Many ICU nurses and doctors meet the clinical threshold for PTSD, anxiety or problem drinking, and symptoms are so severe that some reported contemplating self-harm or suicide.
Such acutely poor mental health among ICU staff caring for critically ill and dying COVID-19 patients is likely to impair their ability to work effectively and harm their quality of life, the researchers leading the study said.
More than 81,000 people have died of COVID-19 in Britain, the world’s fifth-highest official death toll in the global pandemic.
More than 3 million people in Britain have tested positive for COVID-19 disease and the government says hospitals and intensive care wards are on the brink of being overwhelmed.

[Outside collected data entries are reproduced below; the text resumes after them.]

//! Funding-rate aggregation across the two venues.

use crate::error::HedgeError;
use crate::exchange::{normalize_symbol, FundingSnapshot, VenueClient};
use crate::position::HedgeDirection;
use chrono::{DateTime, Utc};
use rust_decimal::Decimal;
use std::collections::{BTreeSet, HashMap};
use std::sync::Arc;
use tracing::{debug, instrument};

/// One symbol listed on both venues.
#[derive(Debug, Clone, PartialEq)]
pub struct MergedFundingRow {
    pub symbol: String,
    pub primary: FundingSnapshot,
    pub secondary: FundingSnapshot,
    /// Secondary rate minus primary rate
    pub fr_diff: Decimal,
}

impl MergedFundingRow {
    pub fn direction(&self) -> HedgeDirection {
        HedgeDirection::from_fr_diff(self.fr_diff)
    }
}

/// Joined funding view for one tick.
#[derive(Debug, Clone, Default)]
pub struct MergedFundingView {
    /// Sorted by `fr_diff` descending, then symbol
    pub rows: Vec<MergedFundingRow>,
    primary_min: Option<DateTime<Utc>>,
    secondary_min: Option<DateTime<Utc>>,
}

impl MergedFundingView {
    /// Inner-join both venues' tables on normalized symbol.
    pub fn merge(primary: &[FundingSnapshot], secondary: &[FundingSnapshot]) -> Self {
        let secondary_by_symbol: HashMap<String, &FundingSnapshot> = secondary
            .iter()
            .map(|s| (normalize_symbol(&s.symbol), s))
            .collect();

        // Keyed so a venue repeating a symbol still yields one row.
        let mut joined: HashMap<String, MergedFundingRow> = HashMap::new();
        for p in primary {
            let symbol = normalize_symbol(&p.symbol);
            if let Some(s) = secondary_by_symbol.get(&symbol) {
                joined.insert(
                    symbol.clone(),
                    MergedFundingRow {
                        symbol,
                        primary: p.clone(),
                        secondary: (*s).clone(),
                        fr_diff: s.funding_rate - p.funding_rate,
                    },
                );
            }
        }

        let mut rows: Vec<MergedFundingRow> = joined.into_values().collect();
        rows.sort_by(|a, b| {
            b.fr_diff
                .cmp(&a.fr_diff)
                .then_with(|| a.symbol.cmp(&b.symbol))
        });

        Self {
            rows,
            primary_min: primary.iter().map(|s| s.next_funding).min(),
            secondary_min: secondary.iter().map(|s| s.next_funding).min(),
        }
    }

    /// The earlier of the two venues' global minimum next-funding instants.
    pub fn next_funding_instant(&self) -> Option<DateTime<Utc>> {
        match (self.primary_min, self.secondary_min) {
            (Some(a), Some(b)) => Some(a.min(b)),
            (a, b) => a.or(b),
        }
    }

    /// Rows whose funding settles at `instant` on both venues.
    pub fn filter_aligned(&self, instant: DateTime<Utc>) -> Vec<&MergedFundingRow> {
        self.rows
            .iter()
            .filter(|r| r.primary.next_funding == instant && r.secondary.next_funding == instant)
            .collect()
    }

    /// Aligned rows with `|fr_diff| >= threshold`, best first.
    ///
    /// Ordering is by `|fr_diff|` descending with ties broken by symbol, so
    /// the selection is deterministic.
    pub fn candidates(&self, instant: DateTime<Utc>, threshold: Decimal) -> Vec<MergedFundingRow> {
        let mut candidates: Vec<MergedFundingRow> = self
            .filter_aligned(instant)
            .into_iter()
            .filter(|r| r.fr_diff.abs() >= threshold)
            .cloned()
            .collect();
        candidates.sort_by(|a, b| {
            b.fr_diff
                .abs()
                .cmp(&a.fr_diff.abs())
                .then_with(|| a.symbol.cmp(&b.symbol))
        });
        candidates
    }

    pub fn get(&self, symbol: &str) -> Option<&MergedFundingRow> {
        self.rows.iter().find(|r| r.symbol == symbol)
    }

    pub fn is_empty(&self) -> bool {
        self.rows.is_empty()
    }
}

/// Polls both venues and builds the merged view.
pub struct FundingRateAggregator {
    primary: Arc<dyn VenueClient>,
    secondary: Arc<dyn VenueClient>,
}

impl FundingRateAggregator {
    pub fn new(primary: Arc<dyn VenueClient>, secondary: Arc<dyn VenueClient>) -> Self {
        Self { primary, secondary }
    }

    #[instrument(skip(self))]
    pub async fn fetch(&self) -> Result<MergedFundingView, HedgeError> {
        let (primary, secondary) = tokio::join!(
            self.primary.funding_snapshot(),
            self.secondary.funding_snapshot()
        );
        let primary = primary
            .map_err(|e| HedgeError::transient(self.primary.venue(), "funding snapshot", e))?;
        let secondary = secondary
            .map_err(|e| HedgeError::transient(self.secondary.venue(), "funding snapshot", e))?;

        let view = MergedFundingView::merge(&primary, &secondary);
        debug!(
            primary = primary.len(),
            secondary = secondary.len(),
            merged = view.rows.len(),
            "Merged funding snapshots"
        );
        Ok(view)
    }

    /// Shared symbols whose funding intervals differ between the venues.
    #[instrument(skip(self))]
    pub async fn funding_interval_mismatches(&self) -> Result<BTreeSet<String>, HedgeError> {
        let (primary, secondary) = tokio::join!(
            self.primary.funding_intervals(),
            self.secondary.funding_intervals()
        );
        let primary = primary
            .map_err(|e| HedgeError::transient(self.primary.venue(), "funding intervals", e))?;
        let secondary = secondary
            .map_err(|e| HedgeError::transient(self.secondary.venue(), "funding intervals", e))?;

        let mismatches = interval_mismatches(&primary, &secondary);
        debug!(count = mismatches.len(), "Funding interval mismatches");
        Ok(mismatches)
    }
}

/// Symbols present in both maps with different interval hours.
pub fn interval_mismatches(
    primary: &HashMap<String, u32>,
    secondary: &HashMap<String, u32>,
) -> BTreeSet<String> {
    primary
        .iter()
        .filter(|(symbol, hours)| secondary.get(*symbol).is_some_and(|h| h != *hours))
        .map(|(symbol, _)| symbol.clone())
        .collect()
}

#[cfg(test)]
mod tests {
    use super::*;
    use crate::exchange::{MockOp, MockVenue, Venue};
    use chrono::TimeZone;
    use rust_decimal_macros::dec;

    fn at(hour: u32) -> DateTime<Utc> {
        Utc.with_ymd_and_hms(2024, 5, 1, hour, 0, 0).unwrap()
    }

    fn snap(symbol: &str, rate: Decimal, next: DateTime<Utc>) -> FundingSnapshot {
        FundingSnapshot {
            symbol: symbol.to_string(),
            mark_price: dec!(100),
            funding_rate: rate,
            next_funding: next,
        }
    }

    #[test]
    fn test_merge_one_row_per_shared_symbol() {
        let primary = vec![
            snap("BTCUSDT", dec!(0.0001), at(8)),
            snap("ETHUSDT", dec!(0.0002), at(8)),
            snap("ETHUSDT", dec!(0.0002), at(8)),
            snap("SOLUSDT", dec!(0.0003), at(8)),
        ];
        let secondary = vec![
            snap("BTC_USDT", dec!(0.0004), at(8)),
            snap("ETH_USDT", dec!(-0.0001), at(8)),
            snap("DOGE_USDT", dec!(0.001), at(8)),
        ];

        let view = MergedFundingView::merge(&primary, &secondary);
        let symbols: Vec<&str> = view.rows.iter().map(|r| r.symbol.as_str()).collect();
        assert_eq!(symbols, vec!["BTCUSDT", "ETHUSDT"]);
        assert_eq!(view.get("BTCUSDT").unwrap().fr_diff, dec!(0.0003));
        assert_eq!(view.get("ETHUSDT").unwrap().fr_diff, dec!(-0.0003));
    }

    #[test]
    fn test_next_funding_instant_uses_global_minimum() {
        let primary = vec![
            snap("BTCUSDT", dec!(0.0001), at(8)),
            snap("XYZUSDT", dec!(0.0001), at(4)),
        ];
        let secondary = vec![snap("BTC_USDT", dec!(0.0001), at(8))];

        let view = MergedFundingView::merge(&primary, &secondary);
        // XYZ is not shared but still sets the primary venue's minimum.
        assert_eq!(view.next_funding_instant(), Some(at(4)));
        assert!(view.filter_aligned(at(4)).is_empty());
        assert_eq!(view.filter_aligned(at(8)).len(), 1);
    }

    #[test]
    fn test_filter_aligned_requires_both_venues() {
        let primary = vec![
            snap("BTCUSDT", dec!(0.0001), at(8)),
            snap("ETHUSDT", dec!(0.0001), at(8)),
        ];
        let secondary = vec![
            snap("BTC_USDT", dec!(0.0002), at(8)),
            snap("ETH_USDT", dec!(0.0002), at(12)),
        ];

        let view = MergedFundingView::merge(&primary, &secondary);
        let aligned = view.filter_aligned(at(8));
        assert_eq!(aligned.len(), 1);
        assert_eq!(aligned[0].symbol, "BTCUSDT");
    }

    #[test]
    fn test_candidate_selects_type1_on_positive_diff() {
        let primary = vec![
            snap("BTCUSDT", dec!(0.001), at(8)),
            snap("ETHUSDT", dec!(0.0001), at(8)),
        ];
        let secondary = vec![
            snap("BTC_USDT", dec!(0.004), at(8)),
            snap("ETH_USDT", dec!(0.0002), at(8)),
        ];

        let view = MergedFundingView::merge(&primary, &secondary);
        let candidates = view.candidates(at(8), dec!(0.0005));
        assert_eq!(candidates.len(), 1);
        assert_eq!(candidates[0].symbol, "BTCUSDT");
        assert_eq!(candidates[0].fr_diff, dec!(0.003));
        assert_eq!(candidates[0].direction(), HedgeDirection::Type1);
    }

    #[test]
    fn test_candidate_ties_break_by_symbol() {
        let primary = vec![
            snap("BBBUSDT", dec!(0.001), at(8)),
            snap("AAAUSDT", dec!(0.004), at(8)),
        ];
        let secondary = vec![
            snap("BBB_USDT", dec!(0.004), at(8)),
            snap("AAA_USDT", dec!(0.001), at(8)),
        ];

        let view = MergedFundingView::merge(&primary, &secondary);
        let candidates = view.candidates(at(8), dec!(0.0005));
        assert_eq!(candidates[0].symbol, "AAAUSDT");
        assert_eq!(candidates[0].direction(), HedgeDirection::Type2);
        assert_eq!(candidates[1].symbol, "BBBUSDT");
    }

    #[tokio::test]
    async fn test_fetch_failure_is_transient() {
        let primary = Arc::new(MockVenue::new(Venue::Binance));
        let secondary = Arc::new(MockVenue::new(Venue::Gate));
        secondary.fail(MockOp::FundingSnapshot).await;

        let aggregator = FundingRateAggregator::new(primary, secondary);
        let err = aggregator.fetch().await.unwrap_err();
        assert!(matches!(err, HedgeError::TransientVenue { venue: Venue::Gate, .. }));
    }

    #[tokio::test]
    async fn test_interval_mismatches_only_for_shared_symbols() {
        let primary = MockVenue::new(Venue::Binance);
        let secondary = MockVenue::new(Venue::Gate);
        primary
            .set_intervals(HashMap::from([
                ("BTCUSDT".to_string(), 8),
                ("AEVOUSDT".to_string(), 4),
                ("ONLYBNUSDT".to_string(), 1),
            ]))
            .await;
        secondary
            .set_intervals(HashMap::from([
                ("BTCUSDT".to_string(), 8),
                ("AEVOUSDT".to_string(), 8),
                ("ONLYGTUSDT".to_string(), 4),
            ]))
            .await;

        let aggregator = FundingRateAggregator::new(Arc::new(primary), Arc::new(secondary));
        let mismatches = aggregator.funding_interval_mismatches().await.unwrap();
        assert_eq!(mismatches, BTreeSet::from(["AEVOUSDT".to_string()]));
    }
}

The pressure on ICU staff — who work with very sick patients for long periods in areas where the risk of COVID-19 exposure is high and where staff and equipment shortages pose problems on a daily basis — has been particularly high.
“The high rate of mortality amongst COVID-19 patients admitted to ICU, coupled with difficulty in communication and providing adequate end-of-life support to patients … are very likely to have been highly challenging stressors for all staff working in ICUs,” said Neil Greenberg, a professor at the Institute of Psychiatry, Psychology & Neuroscience at King’s College London who co-led the research.
The study, published in the journal Occupational Health, was conducted in June and July – before Britain began experiencing its latest surge in infections.
It found that among more than 700 healthcare workers in nine ICUs across England, 45% met the threshold for probable clinical significance for at least one of four serious mental health disorders: severe depression (6%), PTSD (40%), severe anxiety (11%) or problem drinking (7%).
Most worryingly, the researchers said, more than one in eight of those in the study reported frequent self-harming or suicidal thoughts – such as thinking of being better off dead, or of hurting themselves – in the previous two weeks.
The findings “highlight the potential profound impact that COVID-19 has had on the mental health of frontline UK staff,” Greenberg said, and show an urgent need for mental health services to be promptly accessible for all healthcare workers.